PROBLEM REQUIREMENTS. Only the lines from the one containing "let starts_with_letter = pascal" through the one containing "pub fn format_string(s: &str)" should be printed, exactly as they appear below, with both ends included.
*** Opening MATERIAL FOR THE TASK ***
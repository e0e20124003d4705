use std::path::Path;
use typedflow::config::Config;
use typedflow::{FrameworkError, InMemoryClient, StartWorkflowOptions};

mod workflows;

#[tokio::main]
async fn main() -> Result<(), FrameworkError> {
    Config::init(Path::new("."));

    let client = InMemoryClient::new().register("hello_workflow", workflows::hello_workflow);

    for workflow in workflows::WORKFLOWS {
        println!("registered: {} ({})", workflow.name, workflow.description);
    }

    let name = "typedflow".to_string();
    let run = workflows::execute_say_hello_workflow(
        &client,
        StartWorkflowOptions::default().with_id("say-hello-1"),
        &name,
    )
    .await?;
    let response = run.get().await?;
    println!("sayHello -> {}", response.res);

    let run = workflows::execute_say_hello2_workflow(&client, StartWorkflowOptions::default(), &name)
        .await?;
    println!("sayHello2 -> {}", run.get().await?.res);

    Ok(())
}

#[cfg(test)]
mod tests {
    use super::workflows;
    use pretty_assertions::assert_eq;
    use std::path::Path;
    use typedflow::{InMemoryClient, StartWorkflowOptions};

    #[test]
    fn test_generated_file_is_current() {
        let dir = Path::new(env!("CARGO_MANIFEST_DIR")).join("src");
        let source = std::fs::read_to_string(dir.join("workflows.rs")).unwrap();
        let committed = std::fs::read_to_string(dir.join("workflow_results_gen.rs")).unwrap();

        let generated = typedflow_cli::generate_text(Path::new("workflows.rs"), &source).unwrap();
        assert_eq!(generated.code, committed);
    }

    #[tokio::test]
    async fn test_generated_launcher_returns_typed_result() {
        let client = InMemoryClient::new().register("hello_workflow", workflows::hello_workflow);

        let run = workflows::execute_say_hello_workflow(
            &client,
            StartWorkflowOptions::default(),
            &"world".to_string(),
        )
        .await
        .unwrap();
        let response = run.get().await.unwrap();

        assert!(response.res.starts_with("hello: world"));
    }

    #[tokio::test]
    async fn test_unregistered_workflow_fails_to_start() {
        let client = InMemoryClient::new();
        let result = workflows::execute_say_hello2_workflow(
            &client,
            StartWorkflowOptions::default(),
            &"world".to_string(),
        )
        .await;

        assert!(matches!(
            result,
            Err(typedflow::FrameworkError::WorkflowNotRegistered(name)) if name == "hello_workflow"
        ));
    }
}
//! typedflow code generator
//!
//! Reads a Rust file declaring a registry of workflows, resolves the
//! signature of every registered workflow function and renders typed
//! launchers for them:
//!
//! ```text
//! parse_source -> locate_registry -> extract_records -> resolve_records -> render
//! ```
//!
//! [`generate_file`] runs the pipeline for one input and writes the result
//! atomically; the `typedflow` binary is a thin wrapper around it.

pub mod config;
pub mod emit;
pub mod error;
pub mod generate;
pub mod naming;
pub mod records;
pub mod registry;
pub mod signature;
pub mod source;
mod templates;

pub use config::GeneratorConfig;
pub use error::{GenerateError, Result};
pub use generate::{
    check_file, generate_directory, generate_file, generate_source, generate_text, CheckOutcome,
    Generated,
};
pub use signature::{FuncReference, WorkflowRecord};
use std::path::Path;

/// Load environment variables from `.env` files in `project_root`
///
/// `.env.local` is read before `.env`. dotenvy never overwrites a variable
/// that is already set, so the process environment wins over both files and
/// `.env.local` wins over `.env`. Missing files are ignored.
///
/// Returns the number of files that were loaded.
pub fn load_dotenv(project_root: &Path) -> usize {
    [".env.local", ".env"]
        .iter()
        .filter(|name| dotenvy::from_path(project_root.join(name)).is_ok())
        .count()
}

/// Get an environment variable with a default value
///
/// # Example
/// ```
/// use typedflow::config::env;
///
/// let queue = env("TYPEDFLOW_TASK_QUEUE", "default".to_string());
/// let timeout: u64 = env("TYPEDFLOW_EXECUTION_TIMEOUT_SECS", 0);
/// ```
pub fn env<T: std::str::FromStr>(key: &str, default: T) -> T {
    env_optional(key).unwrap_or(default)
}

/// Get an optional environment variable
///
/// Unset variables and values that fail to parse both yield `None`.
pub fn env_optional<T: std::str::FromStr>(key: &str) -> Option<T> {
    std::env::var(key).ok().and_then(|v| v.trim().parse().ok())
}
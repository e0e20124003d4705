//! Record extraction
//!
//! Walks the registry's array literal in source order and pulls `name`,
//! `description` and `func` out of every struct-literal element.

use crate::error::{GenerateError, Result};
use crate::naming::{format_string, is_valid_identifier, to_pascal_case, to_snake_case};
use crate::registry::Registry;
use std::collections::HashMap;
use syn::{Expr, ExprLit, ExprStruct, Lit, Member};

/// One registry element that carries a `func` field
#[derive(Debug)]
pub struct RawRecord<'ast> {
    /// Name literal as written, quotes included
    pub name: String,
    pub line: usize,
    pub func: &'ast Expr,
}

impl RawRecord<'_> {
    /// Name without the surrounding quotes
    pub fn display_name(&self) -> String {
        format_string(&self.name)
    }
}

/// Extract the records of a located registry
pub fn extract_records<'ast>(registry: &Registry<'ast>) -> Result<Vec<RawRecord<'ast>>> {
    let mut records = Vec::new();

    for elem in &registry.array.elems {
        let Expr::Struct(literal) = elem else {
            tracing::debug!(registry = %registry.ident, "skipping non-struct registry element");
            continue;
        };

        if let Some(record) = extract_record(literal)? {
            records.push(record);
        }
    }

    check_unique(&records)?;

    tracing::debug!(registry = %registry.ident, count = records.len(), "extracted records");
    Ok(records)
}

fn extract_record(literal: &ExprStruct) -> Result<Option<RawRecord<'_>>> {
    let line = literal.brace_token.span.open().start().line;
    let mut name = None;
    let mut func = None;

    for field in &literal.fields {
        let Member::Named(key) = &field.member else {
            continue;
        };

        if key == "name" {
            name = string_literal(&field.expr);
        } else if key == "description" {
            if let Some(description) = string_literal(&field.expr) {
                tracing::debug!(line, description = %format_string(&description), "workflow description");
            }
        } else if key == "func" {
            func = Some(&field.expr);
        }
    }

    let Some(func) = func else {
        tracing::warn!(line, "registry element has no `func` field, skipping");
        return Ok(None);
    };

    let name = name.ok_or_else(|| GenerateError::InvalidRecord {
        line,
        reason: "`name` must be a string literal".to_string(),
    })?;

    let stripped = format_string(&name);
    if !is_valid_identifier(&stripped) {
        return Err(GenerateError::InvalidRecord {
            line,
            reason: format!(
                "name {} cannot be used in an identifier (letters, digits, `_` and `-` only, not starting with a digit)",
                name
            ),
        });
    }

    // `_1` passes the check above but loses its prefix once converted
    let pascal = to_pascal_case(&name);
    let starts_with_letter = pascal
        .chars()
        .next()
        .map(|c| c.is_ascii_alphabetic())
        .unwrap_or(false);
    if to_snake_case(&name).is_empty() || !starts_with_letter {
        return Err(GenerateError::InvalidRecord {
            line,
            reason: format!(
                "name {} does not produce usable identifiers (`{}Run`), it needs a letter before any digit",
                name, pascal
            ),
        });
    }

    Ok(Some(RawRecord { name, line, func }))
}

/// Names that collapse to the same identifiers would emit duplicate items
fn check_unique(records: &[RawRecord<'_>]) -> Result<()> {
    let mut seen_snake: HashMap<String, &RawRecord<'_>> = HashMap::new();
    let mut seen_pascal: HashMap<String, &RawRecord<'_>> = HashMap::new();

    for record in records {
        let snake = to_snake_case(&record.name);
        let pascal = to_pascal_case(&record.name);
        let previous = seen_snake
            .get(&snake)
            .or_else(|| seen_pascal.get(&pascal))
            .copied();

        if let Some(previous) = previous {
            return Err(GenerateError::InvalidRecord {
                line: record.line,
                reason: format!(
                    "name {} clashes with {} (line {}) once converted to `{}`/`{}`",
                    record.name, previous.name, previous.line, snake, pascal
                ),
            });
        }

        seen_snake.insert(snake, record);
        seen_pascal.insert(pascal, record);
    }

    Ok(())
}

/// String literal value, re-quoted so it reads like the source
fn string_literal(expr: &Expr) -> Option<String> {
    match expr {
        Expr::Lit(ExprLit {
            lit: Lit::Str(lit), ..
        }) => Some(format!("\"{}\"", lit.value())),
        Expr::Paren(paren) => string_literal(&paren.expr),
        Expr::Group(group) => string_literal(&group.expr),
        _ => None,
    }
}
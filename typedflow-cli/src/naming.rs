//! Identifier helpers shared by the extractor and the templates

/// Strip the surrounding double quotes of a raw string literal
pub fn format_string(s: &str) -> String {
    s.trim_matches('"').to_string()
}

/// Uppercase the first character, after stripping quotes
pub fn uppercase_first(s: &str) -> String {
    let s = format_string(s);
    let mut chars = s.chars();
    match chars.next() {
        Some(first) => first.to_uppercase().chain(chars).collect(),
        None => String::new(),
    }
}

/// Lowercase the first character, after stripping quotes
pub fn lowercase_first(s: &str) -> String {
    let s = format_string(s);
    let mut chars = s.chars();
    match chars.next() {
        Some(first) => first.to_lowercase().chain(chars).collect(),
        None => String::new(),
    }
}

/// `sayHello`, `say_hello` and `say-hello` all become `SayHello`
pub fn to_pascal_case(s: &str) -> String {
    let s = format_string(s);
    let mut result = String::new();
    let mut capitalize_next = true;

    for c in s.chars() {
        if c == '_' || c == '-' || c == ' ' {
            capitalize_next = true;
        } else if capitalize_next {
            result.extend(c.to_uppercase());
            capitalize_next = false;
        } else {
            result.push(c);
        }
    }
    result
}

/// `sayHello2` becomes `say_hello2`, `HTTPFetch` becomes `http_fetch`
pub fn to_snake_case(s: &str) -> String {
    let s = format_string(s);
    let chars: Vec<char> = s.chars().collect();
    let mut result = String::new();

    for (i, &c) in chars.iter().enumerate() {
        if c == '-' || c == ' ' || c == '_' {
            if !result.is_empty() && !result.ends_with('_') {
                result.push('_');
            }
            continue;
        }

        if c.is_uppercase() {
            let prev = if i > 0 { Some(chars[i - 1]) } else { None };
            let next = chars.get(i + 1);
            let boundary = match prev {
                Some(p) if p.is_lowercase() || p.is_ascii_digit() => true,
                Some(p) if p.is_uppercase() => next.map(|n| n.is_lowercase()).unwrap_or(false),
                _ => false,
            };
            if boundary && !result.ends_with('_') {
                result.push('_');
            }
            result.extend(c.to_lowercase());
        } else {
            result.push(c);
        }
    }

    while result.ends_with('_') {
        result.pop();
    }
    result
}

/// Whether `name` can be spliced into an identifier
///
/// Allows the separators `to_pascal_case` and `to_snake_case` understand.
pub fn is_valid_identifier(name: &str) -> bool {
    let mut chars = name.chars();

    // First character must be letter or underscore
    match chars.next() {
        Some(c) if c.is_ascii_alphabetic() || c == '_' => {}
        _ => return false,
    }

    chars.all(|c| c.is_ascii_alphanumeric() || c == '_' || c == '-')
}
*** Closing MATERIAL FOR THE TASK ***
RESPONSE TO THE EXERCISE.
    let starts_with_letter = pascal
        .chars()
        .next()
        .map(|c| c.is_ascii_alphabetic())
        .unwrap_or(false);
    if to_snake_case(&name).is_empty() || !starts_with_letter {
        return Err(GenerateError::InvalidRecord {
            line,
            reason: format!(
                "name {} does not produce usable identifiers (`{}Run`), it needs a letter before any digit",
                name, pascal
            ),
        });
    }

    Ok(Some(RawRecord { name, line, func }))
}

/// Names that collapse to the same identifiers would emit duplicate items
fn check_unique(records: &[RawRecord<'_>]) -> Result<()> {
    let mut seen_snake: HashMap<String, &RawRecord<'_>> = HashMap::new();
    let mut seen_pascal: HashMap<String, &RawRecord<'_>> = HashMap::new();

    for record in records {
        let snake = to_snake_case(&record.name);
        let pascal = to_pascal_case(&record.name);
        let previous = seen_snake
            .get(&snake)
            .or_else(|| seen_pascal.get(&pascal))
            .copied();

        if let Some(previous) = previous {
            return Err(GenerateError::InvalidRecord {
                line: record.line,
                reason: format!(
                    "name {} clashes with {} (line {}) once converted to `{}`/`{}`",
                    record.name, previous.name, previous.line, snake, pascal
                ),
            });
        }

        seen_snake.insert(snake, record);
        seen_pascal.insert(pascal, record);
    }

    Ok(())
}

/// String literal value, re-quoted so it reads like the source
fn string_literal(expr: &Expr) -> Option<String> {
    match expr {
        Expr::Lit(ExprLit {
            lit: Lit::Str(lit), ..
        }) => Some(format!("\"{}\"", lit.value())),
        Expr::Paren(paren) => string_literal(&paren.expr),
        Expr::Group(group) => string_literal(&group.expr),
        _ => None,
    }
}
filename typedflow-cli/src/naming.rs
//! Identifier helpers shared by the extractor and the templates

/// Strip the surrounding double quotes of a raw string literal
pub fn format_string(s: &str) -> String {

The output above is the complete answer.